EXERCISE INSTRUCTIONS – Show all lines from the data that include the word "VariantDescriptorBuilder".

═════ DATA SHOWN ═════

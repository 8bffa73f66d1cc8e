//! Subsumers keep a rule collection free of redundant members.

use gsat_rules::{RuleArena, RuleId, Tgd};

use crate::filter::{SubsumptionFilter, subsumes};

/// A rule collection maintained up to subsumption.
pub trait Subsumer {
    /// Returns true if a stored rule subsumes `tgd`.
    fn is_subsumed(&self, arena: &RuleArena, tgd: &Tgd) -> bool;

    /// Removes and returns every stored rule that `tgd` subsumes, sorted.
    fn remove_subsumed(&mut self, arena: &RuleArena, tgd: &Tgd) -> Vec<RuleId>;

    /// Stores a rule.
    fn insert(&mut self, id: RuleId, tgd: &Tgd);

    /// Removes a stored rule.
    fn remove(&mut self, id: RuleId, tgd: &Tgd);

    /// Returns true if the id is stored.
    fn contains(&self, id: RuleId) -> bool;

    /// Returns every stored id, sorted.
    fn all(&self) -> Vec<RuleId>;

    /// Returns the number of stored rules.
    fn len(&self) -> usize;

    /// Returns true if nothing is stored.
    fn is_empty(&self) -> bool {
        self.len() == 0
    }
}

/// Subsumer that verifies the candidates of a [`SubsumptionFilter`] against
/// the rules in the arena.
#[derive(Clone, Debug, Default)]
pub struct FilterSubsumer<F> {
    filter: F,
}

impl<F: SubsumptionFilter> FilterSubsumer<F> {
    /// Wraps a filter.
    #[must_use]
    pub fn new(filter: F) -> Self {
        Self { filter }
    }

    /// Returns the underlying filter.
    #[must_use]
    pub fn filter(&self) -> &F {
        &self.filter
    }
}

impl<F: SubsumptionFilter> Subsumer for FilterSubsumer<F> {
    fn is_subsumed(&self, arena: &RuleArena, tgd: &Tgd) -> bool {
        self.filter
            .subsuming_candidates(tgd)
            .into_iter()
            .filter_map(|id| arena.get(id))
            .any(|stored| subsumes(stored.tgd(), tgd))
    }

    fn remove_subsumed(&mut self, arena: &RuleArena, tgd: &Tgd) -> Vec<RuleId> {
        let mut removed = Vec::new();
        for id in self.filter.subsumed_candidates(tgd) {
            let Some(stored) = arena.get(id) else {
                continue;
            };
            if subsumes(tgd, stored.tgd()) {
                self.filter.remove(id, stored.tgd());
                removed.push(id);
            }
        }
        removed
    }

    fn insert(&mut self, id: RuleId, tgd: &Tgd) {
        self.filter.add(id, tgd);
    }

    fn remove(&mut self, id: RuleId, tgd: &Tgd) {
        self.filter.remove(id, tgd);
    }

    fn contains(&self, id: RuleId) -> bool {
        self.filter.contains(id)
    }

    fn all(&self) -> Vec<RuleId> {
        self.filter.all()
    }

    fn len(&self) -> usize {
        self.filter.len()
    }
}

═════
═════ DATA SHOWN ═════

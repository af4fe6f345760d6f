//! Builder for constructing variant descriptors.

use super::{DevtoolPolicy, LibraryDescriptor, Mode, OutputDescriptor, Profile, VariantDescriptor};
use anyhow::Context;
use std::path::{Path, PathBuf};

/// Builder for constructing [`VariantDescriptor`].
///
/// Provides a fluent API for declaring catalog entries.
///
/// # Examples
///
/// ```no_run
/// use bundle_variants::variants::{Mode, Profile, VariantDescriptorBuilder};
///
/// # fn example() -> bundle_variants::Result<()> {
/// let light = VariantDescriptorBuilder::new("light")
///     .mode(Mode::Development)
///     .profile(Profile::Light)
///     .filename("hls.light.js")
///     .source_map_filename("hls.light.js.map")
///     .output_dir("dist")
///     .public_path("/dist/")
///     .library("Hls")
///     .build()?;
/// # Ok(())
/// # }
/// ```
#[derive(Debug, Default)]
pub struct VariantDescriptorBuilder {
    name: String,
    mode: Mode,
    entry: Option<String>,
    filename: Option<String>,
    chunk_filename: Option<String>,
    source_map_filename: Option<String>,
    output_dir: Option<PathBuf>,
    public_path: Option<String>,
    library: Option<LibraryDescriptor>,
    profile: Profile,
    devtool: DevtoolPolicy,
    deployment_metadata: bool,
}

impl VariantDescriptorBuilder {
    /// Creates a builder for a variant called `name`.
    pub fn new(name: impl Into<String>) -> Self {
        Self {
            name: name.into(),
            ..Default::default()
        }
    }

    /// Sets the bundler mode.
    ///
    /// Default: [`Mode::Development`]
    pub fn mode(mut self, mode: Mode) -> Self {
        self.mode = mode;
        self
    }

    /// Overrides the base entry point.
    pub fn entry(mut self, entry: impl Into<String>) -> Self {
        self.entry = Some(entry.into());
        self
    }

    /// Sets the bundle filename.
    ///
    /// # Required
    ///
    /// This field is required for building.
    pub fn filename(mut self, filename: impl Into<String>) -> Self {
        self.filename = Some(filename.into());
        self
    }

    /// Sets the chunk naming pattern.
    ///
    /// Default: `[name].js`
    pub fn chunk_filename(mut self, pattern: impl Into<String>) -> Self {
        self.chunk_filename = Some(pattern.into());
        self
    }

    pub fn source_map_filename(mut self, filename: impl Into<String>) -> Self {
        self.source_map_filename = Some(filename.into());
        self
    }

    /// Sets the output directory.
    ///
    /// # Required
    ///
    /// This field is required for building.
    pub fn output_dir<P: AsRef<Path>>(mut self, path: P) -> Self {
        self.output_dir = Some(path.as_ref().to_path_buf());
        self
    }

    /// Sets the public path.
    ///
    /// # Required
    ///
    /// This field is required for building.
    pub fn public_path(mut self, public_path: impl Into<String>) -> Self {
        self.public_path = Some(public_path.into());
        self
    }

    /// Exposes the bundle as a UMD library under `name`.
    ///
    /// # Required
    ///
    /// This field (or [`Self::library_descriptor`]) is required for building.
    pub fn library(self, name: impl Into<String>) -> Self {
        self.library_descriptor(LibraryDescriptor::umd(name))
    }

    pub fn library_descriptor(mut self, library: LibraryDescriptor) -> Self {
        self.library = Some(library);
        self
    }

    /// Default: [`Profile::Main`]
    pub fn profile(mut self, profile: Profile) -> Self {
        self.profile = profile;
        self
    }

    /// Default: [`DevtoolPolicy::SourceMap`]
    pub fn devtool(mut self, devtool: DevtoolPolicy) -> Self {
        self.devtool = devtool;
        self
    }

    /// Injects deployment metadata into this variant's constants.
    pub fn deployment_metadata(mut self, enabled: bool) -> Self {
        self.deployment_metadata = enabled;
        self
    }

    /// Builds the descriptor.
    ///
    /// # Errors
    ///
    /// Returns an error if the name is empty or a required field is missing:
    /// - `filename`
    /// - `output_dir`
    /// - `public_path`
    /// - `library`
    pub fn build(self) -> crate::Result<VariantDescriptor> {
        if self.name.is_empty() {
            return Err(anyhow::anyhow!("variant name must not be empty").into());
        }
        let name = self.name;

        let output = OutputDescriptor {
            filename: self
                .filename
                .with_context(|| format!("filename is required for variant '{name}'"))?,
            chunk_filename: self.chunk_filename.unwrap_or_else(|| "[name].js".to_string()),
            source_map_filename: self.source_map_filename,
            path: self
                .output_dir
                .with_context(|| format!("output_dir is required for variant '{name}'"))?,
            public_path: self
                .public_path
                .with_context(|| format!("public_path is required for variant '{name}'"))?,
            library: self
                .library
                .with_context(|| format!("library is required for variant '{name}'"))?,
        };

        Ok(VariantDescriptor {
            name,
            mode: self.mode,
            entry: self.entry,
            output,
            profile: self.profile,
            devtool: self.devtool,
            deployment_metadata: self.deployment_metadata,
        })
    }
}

═════

RESULT –
/// use bundle_variants::variants::{Mode, Profile, VariantDescriptorBuilder};
/// let light = VariantDescriptorBuilder::new("light")
pub struct VariantDescriptorBuilder {
impl VariantDescriptorBuilder {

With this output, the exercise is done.